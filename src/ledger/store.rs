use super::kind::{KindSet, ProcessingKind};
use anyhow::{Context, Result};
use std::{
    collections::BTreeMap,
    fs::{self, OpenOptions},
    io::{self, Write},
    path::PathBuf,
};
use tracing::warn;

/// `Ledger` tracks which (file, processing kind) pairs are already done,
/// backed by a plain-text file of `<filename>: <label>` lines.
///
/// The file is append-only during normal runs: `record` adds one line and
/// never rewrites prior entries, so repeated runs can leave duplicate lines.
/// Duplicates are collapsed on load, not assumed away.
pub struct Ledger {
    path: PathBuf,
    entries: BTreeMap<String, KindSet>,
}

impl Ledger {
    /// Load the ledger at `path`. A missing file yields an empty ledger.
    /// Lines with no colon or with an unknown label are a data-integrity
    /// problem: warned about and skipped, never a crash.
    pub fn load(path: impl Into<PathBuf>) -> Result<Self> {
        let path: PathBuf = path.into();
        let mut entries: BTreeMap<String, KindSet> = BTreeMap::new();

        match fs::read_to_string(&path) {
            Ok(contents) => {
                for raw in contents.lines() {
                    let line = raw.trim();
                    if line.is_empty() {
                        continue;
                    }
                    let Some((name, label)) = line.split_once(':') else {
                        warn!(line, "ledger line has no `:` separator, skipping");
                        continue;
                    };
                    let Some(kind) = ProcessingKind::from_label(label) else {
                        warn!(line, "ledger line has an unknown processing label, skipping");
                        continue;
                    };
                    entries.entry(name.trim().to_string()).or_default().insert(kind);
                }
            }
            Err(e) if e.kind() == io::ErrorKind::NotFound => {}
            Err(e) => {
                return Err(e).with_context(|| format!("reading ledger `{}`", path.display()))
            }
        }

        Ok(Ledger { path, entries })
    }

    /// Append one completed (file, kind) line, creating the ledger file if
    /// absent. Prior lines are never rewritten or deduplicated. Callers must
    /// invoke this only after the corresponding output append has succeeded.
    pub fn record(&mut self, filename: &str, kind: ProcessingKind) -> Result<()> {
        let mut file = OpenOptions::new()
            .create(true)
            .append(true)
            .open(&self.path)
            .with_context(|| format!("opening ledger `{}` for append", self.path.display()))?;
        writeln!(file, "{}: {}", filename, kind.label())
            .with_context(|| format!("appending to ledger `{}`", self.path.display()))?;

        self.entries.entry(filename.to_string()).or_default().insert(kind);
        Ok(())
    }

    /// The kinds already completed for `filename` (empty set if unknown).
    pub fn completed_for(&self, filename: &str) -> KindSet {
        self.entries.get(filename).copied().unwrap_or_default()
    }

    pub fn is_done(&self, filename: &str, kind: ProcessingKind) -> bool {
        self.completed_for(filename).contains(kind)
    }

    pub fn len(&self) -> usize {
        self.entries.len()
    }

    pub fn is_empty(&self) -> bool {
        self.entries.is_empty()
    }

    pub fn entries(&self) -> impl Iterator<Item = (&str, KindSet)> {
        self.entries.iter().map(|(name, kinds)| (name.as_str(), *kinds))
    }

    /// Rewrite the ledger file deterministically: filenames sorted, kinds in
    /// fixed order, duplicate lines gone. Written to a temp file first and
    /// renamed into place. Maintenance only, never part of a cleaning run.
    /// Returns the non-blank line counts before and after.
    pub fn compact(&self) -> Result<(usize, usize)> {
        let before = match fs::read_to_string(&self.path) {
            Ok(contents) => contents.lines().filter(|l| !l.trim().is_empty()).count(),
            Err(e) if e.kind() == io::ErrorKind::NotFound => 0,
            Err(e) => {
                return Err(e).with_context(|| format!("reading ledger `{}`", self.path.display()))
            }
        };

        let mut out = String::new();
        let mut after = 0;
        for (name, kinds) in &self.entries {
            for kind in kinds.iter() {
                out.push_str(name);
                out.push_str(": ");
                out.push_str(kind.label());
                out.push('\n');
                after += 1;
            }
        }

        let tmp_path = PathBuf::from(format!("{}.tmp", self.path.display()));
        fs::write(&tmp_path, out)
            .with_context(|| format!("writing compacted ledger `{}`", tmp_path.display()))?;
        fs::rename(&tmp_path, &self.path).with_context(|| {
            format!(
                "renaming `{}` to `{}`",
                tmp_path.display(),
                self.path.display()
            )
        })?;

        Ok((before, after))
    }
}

---

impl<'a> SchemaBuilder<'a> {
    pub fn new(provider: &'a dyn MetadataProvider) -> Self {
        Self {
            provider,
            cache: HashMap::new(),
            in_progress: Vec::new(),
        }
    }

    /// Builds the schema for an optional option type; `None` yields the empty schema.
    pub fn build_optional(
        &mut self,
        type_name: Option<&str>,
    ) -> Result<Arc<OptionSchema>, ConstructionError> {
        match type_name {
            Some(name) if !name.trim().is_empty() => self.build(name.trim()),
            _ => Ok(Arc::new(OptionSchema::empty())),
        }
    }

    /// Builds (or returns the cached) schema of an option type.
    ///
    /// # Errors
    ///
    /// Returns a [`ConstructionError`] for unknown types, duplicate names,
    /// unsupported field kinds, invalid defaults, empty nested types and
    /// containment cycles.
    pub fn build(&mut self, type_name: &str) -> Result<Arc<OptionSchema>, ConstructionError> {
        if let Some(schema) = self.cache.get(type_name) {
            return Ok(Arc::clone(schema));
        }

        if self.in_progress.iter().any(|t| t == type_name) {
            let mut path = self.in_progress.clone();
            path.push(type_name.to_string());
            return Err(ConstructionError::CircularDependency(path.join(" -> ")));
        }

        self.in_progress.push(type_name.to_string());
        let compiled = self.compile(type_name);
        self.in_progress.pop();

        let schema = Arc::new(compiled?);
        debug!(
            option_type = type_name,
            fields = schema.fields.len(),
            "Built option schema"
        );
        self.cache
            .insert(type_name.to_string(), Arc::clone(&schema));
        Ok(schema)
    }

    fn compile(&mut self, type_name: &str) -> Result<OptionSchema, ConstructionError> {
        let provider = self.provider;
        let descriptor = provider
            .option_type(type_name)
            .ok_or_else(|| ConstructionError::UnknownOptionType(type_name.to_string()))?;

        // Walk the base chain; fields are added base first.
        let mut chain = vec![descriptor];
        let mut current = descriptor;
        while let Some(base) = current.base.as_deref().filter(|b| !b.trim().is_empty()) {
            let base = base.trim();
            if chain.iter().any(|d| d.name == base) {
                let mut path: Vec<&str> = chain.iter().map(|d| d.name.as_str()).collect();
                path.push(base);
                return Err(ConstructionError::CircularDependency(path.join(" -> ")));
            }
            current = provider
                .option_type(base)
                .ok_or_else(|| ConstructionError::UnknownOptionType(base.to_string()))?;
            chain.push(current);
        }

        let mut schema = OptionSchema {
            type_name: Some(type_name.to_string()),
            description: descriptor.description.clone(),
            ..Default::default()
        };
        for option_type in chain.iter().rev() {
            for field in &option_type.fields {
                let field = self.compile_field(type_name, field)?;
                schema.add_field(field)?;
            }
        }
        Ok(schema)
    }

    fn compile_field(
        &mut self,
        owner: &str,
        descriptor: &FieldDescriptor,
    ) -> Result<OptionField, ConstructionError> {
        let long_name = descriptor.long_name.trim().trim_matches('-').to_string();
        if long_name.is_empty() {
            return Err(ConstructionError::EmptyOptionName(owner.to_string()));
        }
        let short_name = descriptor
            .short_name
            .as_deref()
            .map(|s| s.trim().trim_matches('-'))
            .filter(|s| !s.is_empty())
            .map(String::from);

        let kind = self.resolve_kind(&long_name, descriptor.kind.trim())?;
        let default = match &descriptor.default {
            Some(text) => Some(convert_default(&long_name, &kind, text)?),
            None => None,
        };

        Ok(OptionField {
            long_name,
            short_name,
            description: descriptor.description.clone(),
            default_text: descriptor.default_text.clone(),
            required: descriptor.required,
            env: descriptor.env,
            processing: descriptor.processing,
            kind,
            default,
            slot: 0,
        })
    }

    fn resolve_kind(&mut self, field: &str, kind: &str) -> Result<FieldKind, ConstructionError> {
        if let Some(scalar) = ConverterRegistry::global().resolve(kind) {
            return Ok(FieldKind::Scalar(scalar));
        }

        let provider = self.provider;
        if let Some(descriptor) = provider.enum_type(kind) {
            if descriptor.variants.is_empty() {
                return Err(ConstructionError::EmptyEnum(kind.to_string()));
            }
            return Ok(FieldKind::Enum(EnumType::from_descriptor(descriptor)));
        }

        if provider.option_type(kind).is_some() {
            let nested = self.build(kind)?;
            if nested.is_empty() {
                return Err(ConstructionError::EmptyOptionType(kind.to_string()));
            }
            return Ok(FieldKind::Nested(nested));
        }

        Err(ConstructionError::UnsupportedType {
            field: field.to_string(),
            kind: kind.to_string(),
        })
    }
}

Task instructions:
From the records above, copy only the lines starting with the line that holds "line has no" and going on through the line that holds "append has succeeded.", exactly as written.

Answer below:
                        warn!(line, "ledger line has no `:` separator, skipping");
                        continue;
                    };
                    let Some(kind) = ProcessingKind::from_label(label) else {
                        warn!(line, "ledger line has an unknown processing label, skipping");
                        continue;
                    };
                    entries.entry(name.trim().to_string()).or_default().insert(kind);
                }
            }
            Err(e) if e.kind() == io::ErrorKind::NotFound => {}
            Err(e) => {
                return Err(e).with_context(|| format!("reading ledger `{}`", path.display()))
            }
        }

        Ok(Ledger { path, entries })
    }

    /// Append one completed (file, kind) line, creating the ledger file if
    /// absent. Prior lines are never rewritten or deduplicated. Callers must
    /// invoke this only after the corresponding output append has succeeded.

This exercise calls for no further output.